▶ **Work instructions**
Of the lines listed below, return exactly those that run from the line containing "Self::open_with_timeout(path, DEFAULT_BUSY_TIMEOUT)" through the line containing "pub fn open_in_memory()", both included.

▶ **Record extracts**
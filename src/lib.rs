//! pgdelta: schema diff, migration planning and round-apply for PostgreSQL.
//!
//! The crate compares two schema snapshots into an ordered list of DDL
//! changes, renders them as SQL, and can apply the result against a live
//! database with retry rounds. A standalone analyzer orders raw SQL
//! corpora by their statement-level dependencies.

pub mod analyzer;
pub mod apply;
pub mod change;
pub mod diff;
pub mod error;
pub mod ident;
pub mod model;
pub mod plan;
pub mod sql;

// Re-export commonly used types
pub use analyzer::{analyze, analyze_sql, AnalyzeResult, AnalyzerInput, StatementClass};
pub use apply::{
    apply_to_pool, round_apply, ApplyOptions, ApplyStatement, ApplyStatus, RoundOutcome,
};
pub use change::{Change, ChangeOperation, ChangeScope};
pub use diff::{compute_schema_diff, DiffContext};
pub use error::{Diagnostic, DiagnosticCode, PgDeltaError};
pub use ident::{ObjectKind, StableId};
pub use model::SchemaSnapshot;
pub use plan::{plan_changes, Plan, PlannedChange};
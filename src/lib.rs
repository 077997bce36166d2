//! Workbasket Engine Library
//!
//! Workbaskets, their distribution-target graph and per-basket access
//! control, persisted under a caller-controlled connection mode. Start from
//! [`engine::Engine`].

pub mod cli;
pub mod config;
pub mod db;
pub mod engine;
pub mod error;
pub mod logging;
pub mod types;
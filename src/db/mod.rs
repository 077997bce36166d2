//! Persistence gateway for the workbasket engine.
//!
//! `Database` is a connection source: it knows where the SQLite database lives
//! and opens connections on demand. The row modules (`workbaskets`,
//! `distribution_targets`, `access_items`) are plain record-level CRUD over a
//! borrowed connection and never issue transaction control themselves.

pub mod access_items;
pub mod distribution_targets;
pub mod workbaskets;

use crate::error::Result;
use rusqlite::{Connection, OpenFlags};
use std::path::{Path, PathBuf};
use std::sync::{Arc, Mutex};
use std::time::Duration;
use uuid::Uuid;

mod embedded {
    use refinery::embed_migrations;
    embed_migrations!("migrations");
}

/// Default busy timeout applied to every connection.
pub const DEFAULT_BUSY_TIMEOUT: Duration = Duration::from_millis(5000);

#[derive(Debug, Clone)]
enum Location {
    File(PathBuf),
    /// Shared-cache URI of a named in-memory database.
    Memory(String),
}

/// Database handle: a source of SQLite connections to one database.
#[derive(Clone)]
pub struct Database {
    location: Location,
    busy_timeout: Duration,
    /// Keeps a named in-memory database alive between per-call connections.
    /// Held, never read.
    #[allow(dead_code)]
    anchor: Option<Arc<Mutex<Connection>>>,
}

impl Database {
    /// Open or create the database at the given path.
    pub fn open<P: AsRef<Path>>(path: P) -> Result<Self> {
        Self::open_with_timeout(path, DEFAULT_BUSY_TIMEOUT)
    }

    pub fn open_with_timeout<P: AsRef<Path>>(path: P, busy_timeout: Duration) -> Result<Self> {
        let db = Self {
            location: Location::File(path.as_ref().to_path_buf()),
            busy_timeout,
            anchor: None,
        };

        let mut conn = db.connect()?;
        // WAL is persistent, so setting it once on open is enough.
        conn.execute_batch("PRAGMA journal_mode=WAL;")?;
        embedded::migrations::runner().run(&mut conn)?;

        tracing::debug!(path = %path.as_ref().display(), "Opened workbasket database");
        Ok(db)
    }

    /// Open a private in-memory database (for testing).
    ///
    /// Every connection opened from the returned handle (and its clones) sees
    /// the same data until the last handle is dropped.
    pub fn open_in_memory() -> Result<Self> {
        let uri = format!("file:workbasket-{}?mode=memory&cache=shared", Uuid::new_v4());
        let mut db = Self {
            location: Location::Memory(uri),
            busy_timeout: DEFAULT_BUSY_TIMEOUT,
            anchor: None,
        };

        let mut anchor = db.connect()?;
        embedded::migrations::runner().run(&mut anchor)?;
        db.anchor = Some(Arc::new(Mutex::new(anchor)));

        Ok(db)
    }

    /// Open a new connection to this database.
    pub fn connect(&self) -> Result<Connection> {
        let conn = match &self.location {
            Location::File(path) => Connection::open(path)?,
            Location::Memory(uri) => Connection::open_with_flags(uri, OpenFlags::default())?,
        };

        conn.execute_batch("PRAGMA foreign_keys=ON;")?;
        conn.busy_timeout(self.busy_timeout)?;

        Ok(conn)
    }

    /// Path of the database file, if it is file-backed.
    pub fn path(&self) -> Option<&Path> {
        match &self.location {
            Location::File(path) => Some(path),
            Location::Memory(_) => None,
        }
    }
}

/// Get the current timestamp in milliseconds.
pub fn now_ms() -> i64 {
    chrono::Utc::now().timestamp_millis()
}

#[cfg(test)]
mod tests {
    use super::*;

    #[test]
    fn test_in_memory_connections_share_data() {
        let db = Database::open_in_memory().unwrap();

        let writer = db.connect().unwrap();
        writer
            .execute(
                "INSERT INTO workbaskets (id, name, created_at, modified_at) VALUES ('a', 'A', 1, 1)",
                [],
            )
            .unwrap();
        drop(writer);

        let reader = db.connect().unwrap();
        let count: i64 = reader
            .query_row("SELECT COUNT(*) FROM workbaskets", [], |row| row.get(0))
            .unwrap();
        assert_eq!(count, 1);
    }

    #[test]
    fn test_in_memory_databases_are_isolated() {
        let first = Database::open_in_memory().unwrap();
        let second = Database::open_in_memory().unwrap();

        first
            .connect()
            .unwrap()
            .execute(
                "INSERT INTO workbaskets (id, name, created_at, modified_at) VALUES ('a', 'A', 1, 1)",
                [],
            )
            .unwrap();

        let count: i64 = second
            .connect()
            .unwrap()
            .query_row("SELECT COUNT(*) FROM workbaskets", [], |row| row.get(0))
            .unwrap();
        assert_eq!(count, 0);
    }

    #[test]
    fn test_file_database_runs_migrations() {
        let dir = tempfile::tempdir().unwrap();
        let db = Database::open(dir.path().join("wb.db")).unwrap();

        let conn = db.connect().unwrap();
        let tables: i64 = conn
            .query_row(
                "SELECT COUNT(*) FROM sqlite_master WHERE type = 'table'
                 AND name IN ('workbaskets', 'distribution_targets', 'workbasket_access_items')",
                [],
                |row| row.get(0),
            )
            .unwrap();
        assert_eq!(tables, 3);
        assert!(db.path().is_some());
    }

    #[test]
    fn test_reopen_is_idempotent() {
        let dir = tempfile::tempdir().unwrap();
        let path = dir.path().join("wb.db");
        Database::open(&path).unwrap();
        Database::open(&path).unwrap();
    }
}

▶ **Response below**
        Self::open_with_timeout(path, DEFAULT_BUSY_TIMEOUT)
    }

    pub fn open_with_timeout<P: AsRef<Path>>(path: P, busy_timeout: Duration) -> Result<Self> {
        let db = Self {
            location: Location::File(path.as_ref().to_path_buf()),
            busy_timeout,
            anchor: None,
        };

        let mut conn = db.connect()?;
        // WAL is persistent, so setting it once on open is enough.
        conn.execute_batch("PRAGMA journal_mode=WAL;")?;
        embedded::migrations::runner().run(&mut conn)?;

        tracing::debug!(path = %path.as_ref().display(), "Opened workbasket database");
        Ok(db)
    }

    /// Open a private in-memory database (for testing).
    ///
    /// Every connection opened from the returned handle (and its clones) sees
    /// the same data until the last handle is dropped.
    pub fn open_in_memory() -> Result<Self> {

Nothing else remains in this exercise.